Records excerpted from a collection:
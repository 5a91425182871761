use std::fmt;

const FIRST_MONTH: i64 = 1;
const BUCKET_WIDTH: i64 = 12;
const BUCKET_COUNT: i64 = 6;

/// Twelve-month tenure bucket: `[1,13)`, `[13,25)`, ... `[61,73)`.
#[derive(Debug, Clone, Copy, PartialEq, Eq, Hash)]
pub struct TenureGroup {
    lower: i64,
}

impl TenureGroup {
    /// Returns `None` for tenure outside `[1, 72]`.
    pub fn from_tenure(tenure: i64) -> Option<Self> {
        let offset = tenure.checked_sub(FIRST_MONTH)?;
        if offset < 0 || offset >= BUCKET_WIDTH * BUCKET_COUNT {
            return None;
        }
        let lower = FIRST_MONTH + (offset / BUCKET_WIDTH) * BUCKET_WIDTH;
        Some(Self { lower })
    }

    pub fn upper(&self) -> i64 {
        self.lower + BUCKET_WIDTH - 1
    }

    pub fn label(&self) -> String {
        self.to_string()
    }
}

impl fmt::Display for TenureGroup {
    fn fmt(&self, f: &mut fmt::Formatter<'_>) -> fmt::Result {
        write!(f, "{} - {}", self.lower, self.upper())
    }
}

• _Assigned task_: What you return should match the data character for character.

• _Exercise result_:
repository 5a91425182871761
use std::fmt;

const FIRST_MONTH: i64 = 1;
const BUCKET_WIDTH: i64 = 12;
const BUCKET_COUNT: i64 = 6;

/// Twelve-month tenure bucket: `[1,13)`, `[13,25)`, ... `[61,73)`.
#[derive(Debug, Clone, Copy, PartialEq, Eq, Hash)]
pub struct TenureGroup {
    lower: i64,
}

impl TenureGroup {
    /// Returns `None` for tenure outside `[1, 72]`.
    pub fn from_tenure(tenure: i64) -> Option<Self> {
        let offset = tenure.checked_sub(FIRST_MONTH)?;
        if offset < 0 || offset >= BUCKET_WIDTH * BUCKET_COUNT {
            return None;
        }
        let lower = FIRST_MONTH + (offset / BUCKET_WIDTH) * BUCKET_WIDTH;
        Some(Self { lower })
    }

    pub fn upper(&self) -> i64 {
        self.lower + BUCKET_WIDTH - 1
    }

    pub fn label(&self) -> String {
        self.to_string()
    }
}

impl fmt::Display for TenureGroup {
    fn fmt(&self, f: &mut fmt::Formatter<'_>) -> fmt::Result {
        write!(f, "{} - {}", self.lower, self.upper())
    }
}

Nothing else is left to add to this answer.